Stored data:
++++++
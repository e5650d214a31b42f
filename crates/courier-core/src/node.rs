//! One worker's view of the delivery layer, assembled from its collaborators.

use crate::bus::EventBus;
use crate::error::RelayError;
use crate::fanout::Broadcaster;
use crate::handshake::{Handshake, HandshakeConfig};
use crate::hub::{HubConfig, LocalHub};
use crate::identity::{IdentityResolver, UserDirectory};
use crate::membership::MembershipSync;
use crate::presence::PresenceDirectory;
use crate::router::EventRouter;
use crate::store::{AuthVerifier, ChatStore};
use std::sync::Arc;
use std::time::Duration;
use tokio::task::JoinHandle;
use tracing::{debug, info};

#[derive(Debug, Clone)]
pub struct NodeConfig {
    /// Name used in logs, e.g. `worker-0`.
    pub node_id: String,
    /// Deadline for every collaborator call.
    pub store_timeout: Duration,
    pub hub: HubConfig,
    pub handshake: HandshakeConfig,
}

impl Default for NodeConfig {
    fn default() -> Self {
        Self {
            node_id: "worker-0".to_string(),
            store_timeout: Duration::from_secs(5),
            hub: HubConfig::default(),
            handshake: HandshakeConfig::default(),
        }
    }
}

/// External collaborators of a node.
#[derive(Clone)]
pub struct Collaborators {
    pub directory: Arc<dyn UserDirectory>,
    pub store: Arc<dyn ChatStore>,
    pub auth: Arc<dyn AuthVerifier>,
    pub presence: Arc<dyn PresenceDirectory>,
    pub bus: Arc<dyn EventBus>,
}

/// A worker node.
pub struct Node {
    config: NodeConfig,
    hub: Arc<LocalHub>,
    presence: Arc<dyn PresenceDirectory>,
    resolver: IdentityResolver,
    broadcaster: Arc<Broadcaster>,
    handshake: Handshake,
    router: EventRouter,
}

impl Node {
    #[must_use]
    pub fn new(config: NodeConfig, collaborators: Collaborators) -> Arc<Self> {
        let Collaborators {
            directory,
            store,
            auth,
            presence,
            bus,
        } = collaborators;

        info!(
            node = %config.node_id,
            presence = presence.name(),
            bus = bus.name(),
            "Assembling node"
        );

        let hub = Arc::new(LocalHub::with_config(config.hub.clone()));
        let resolver = IdentityResolver::new(directory, config.store_timeout);
        let broadcaster = Arc::new(Broadcaster::new(
            config.node_id.clone(),
            hub.clone(),
            presence.clone(),
            bus,
        ));
        let membership = MembershipSync::new(store.clone(), hub.clone(), config.store_timeout);
        let handshake = Handshake::new(
            resolver.clone(),
            auth,
            presence.clone(),
            hub.clone(),
            membership,
            config.handshake.clone(),
        );
        let router = EventRouter::new(
            resolver.clone(),
            store,
            broadcaster.clone(),
            config.store_timeout,
        );

        Arc::new(Self {
            config,
            hub,
            presence,
            resolver,
            broadcaster,
            handshake,
            router,
        })
    }

    /// Start consuming the bus.
    pub fn start(&self) -> JoinHandle<()> {
        self.broadcaster.spawn_dispatcher()
    }

    /// Renew the presence leases of every local connection.
    ///
    /// # Errors
    ///
    /// Returns an error if the presence directory rejects the refresh.
    pub async fn refresh_presence(&self) -> Result<usize, RelayError> {
        let entries = self.hub.snapshot();
        if entries.is_empty() {
            return Ok(0);
        }
        self.presence.refresh(&entries).await?;
        debug!(node = %self.config.node_id, leases = entries.len(), "Presence leases refreshed");
        Ok(entries.len())
    }

    /// Drop presence entries whose leases lapsed, for backends that do not
    /// expire them on their own.
    ///
    /// # Errors
    ///
    /// Returns an error if the presence directory cannot be reached.
    pub async fn prune_presence(&self) -> Result<usize, RelayError> {
        let pruned = self.presence.prune_expired().await?;
        if pruned > 0 {
            debug!(node = %self.config.node_id, pruned, "Expired presence entries pruned");
        }
        Ok(pruned)
    }

    #[must_use]
    pub fn node_id(&self) -> &str {
        &self.config.node_id
    }

    #[must_use]
    pub fn config(&self) -> &NodeConfig {
        &self.config
    }

    #[must_use]
    pub fn hub(&self) -> &Arc<LocalHub> {
        &self.hub
    }

    #[must_use]
    pub fn presence(&self) -> &Arc<dyn PresenceDirectory> {
        &self.presence
    }

    #[must_use]
    pub fn broadcaster(&self) -> &Arc<Broadcaster> {
        &self.broadcaster
    }

    #[must_use]
    pub fn resolver(&self) -> &IdentityResolver {
        &self.resolver
    }

    #[must_use]
    pub fn handshake(&self) -> &Handshake {
        &self.handshake
    }

    #[must_use]
    pub fn router(&self) -> &EventRouter {
        &self.router
    }
}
++++++
Exercise requirements: Set down every record once more, exactly as written.

The completed task:
repository e5650d214a31b42f
filename crates/courier-core/src/node.rs
//! One worker's view of the delivery layer, assembled from its collaborators.

use crate::bus::EventBus;
use crate::error::RelayError;
use crate::fanout::Broadcaster;
use crate::handshake::{Handshake, HandshakeConfig};
use crate::hub::{HubConfig, LocalHub};
use crate::identity::{IdentityResolver, UserDirectory};
use crate::membership::MembershipSync;
use crate::presence::PresenceDirectory;
use crate::router::EventRouter;
use crate::store::{AuthVerifier, ChatStore};
use std::sync::Arc;
use std::time::Duration;
use tokio::task::JoinHandle;
use tracing::{debug, info};

#[derive(Debug, Clone)]
pub struct NodeConfig {
    /// Name used in logs, e.g. `worker-0`.
    pub node_id: String,
    /// Deadline for every collaborator call.
    pub store_timeout: Duration,
    pub hub: HubConfig,
    pub handshake: HandshakeConfig,
}

impl Default for NodeConfig {
    fn default() -> Self {
        Self {
            node_id: "worker-0".to_string(),
            store_timeout: Duration::from_secs(5),
            hub: HubConfig::default(),
            handshake: HandshakeConfig::default(),
        }
    }
}

/// External collaborators of a node.
#[derive(Clone)]
pub struct Collaborators {
    pub directory: Arc<dyn UserDirectory>,
    pub store: Arc<dyn ChatStore>,
    pub auth: Arc<dyn AuthVerifier>,
    pub presence: Arc<dyn PresenceDirectory>,
    pub bus: Arc<dyn EventBus>,
}

/// A worker node.
pub struct Node {
    config: NodeConfig,
    hub: Arc<LocalHub>,
    presence: Arc<dyn PresenceDirectory>,
    resolver: IdentityResolver,
    broadcaster: Arc<Broadcaster>,
    handshake: Handshake,
    router: EventRouter,
}

impl Node {
    #[must_use]
    pub fn new(config: NodeConfig, collaborators: Collaborators) -> Arc<Self> {
        let Collaborators {
            directory,
            store,
            auth,
            presence,
            bus,
        } = collaborators;

        info!(
            node = %config.node_id,
            presence = presence.name(),
            bus = bus.name(),
            "Assembling node"
        );

        let hub = Arc::new(LocalHub::with_config(config.hub.clone()));
        let resolver = IdentityResolver::new(directory, config.store_timeout);
        let broadcaster = Arc::new(Broadcaster::new(
            config.node_id.clone(),
            hub.clone(),
            presence.clone(),
            bus,
        ));
        let membership = MembershipSync::new(store.clone(), hub.clone(), config.store_timeout);
        let handshake = Handshake::new(
            resolver.clone(),
            auth,
            presence.clone(),
            hub.clone(),
            membership,
            config.handshake.clone(),
        );
        let router = EventRouter::new(
            resolver.clone(),
            store,
            broadcaster.clone(),
            config.store_timeout,
        );

        Arc::new(Self {
            config,
            hub,
            presence,
            resolver,
            broadcaster,
            handshake,
            router,
        })
    }

    /// Start consuming the bus.
    pub fn start(&self) -> JoinHandle<()> {
        self.broadcaster.spawn_dispatcher()
    }

    /// Renew the presence leases of every local connection.
    ///
    /// # Errors
    ///
    /// Returns an error if the presence directory rejects the refresh.
    pub async fn refresh_presence(&self) -> Result<usize, RelayError> {
        let entries = self.hub.snapshot();
        if entries.is_empty() {
            return Ok(0);
        }
        self.presence.refresh(&entries).await?;
        debug!(node = %self.config.node_id, leases = entries.len(), "Presence leases refreshed");
        Ok(entries.len())
    }

    /// Drop presence entries whose leases lapsed, for backends that do not
    /// expire them on their own.
    ///
    /// # Errors
    ///
    /// Returns an error if the presence directory cannot be reached.
    pub async fn prune_presence(&self) -> Result<usize, RelayError> {
        let pruned = self.presence.prune_expired().await?;
        if pruned > 0 {
            debug!(node = %self.config.node_id, pruned, "Expired presence entries pruned");
        }
        Ok(pruned)
    }

    #[must_use]
    pub fn node_id(&self) -> &str {
        &self.config.node_id
    }

    #[must_use]
    pub fn config(&self) -> &NodeConfig {
        &self.config
    }

    #[must_use]
    pub fn hub(&self) -> &Arc<LocalHub> {
        &self.hub
    }

    #[must_use]
    pub fn presence(&self) -> &Arc<dyn PresenceDirectory> {
        &self.presence
    }

    #[must_use]
    pub fn broadcaster(&self) -> &Arc<Broadcaster> {
        &self.broadcaster
    }

    #[must_use]
    pub fn resolver(&self) -> &IdentityResolver {
        &self.resolver
    }

    #[must_use]
    pub fn handshake(&self) -> &Handshake {
        &self.handshake
    }

    #[must_use]
    pub fn router(&self) -> &EventRouter {
        &self.router
    }
}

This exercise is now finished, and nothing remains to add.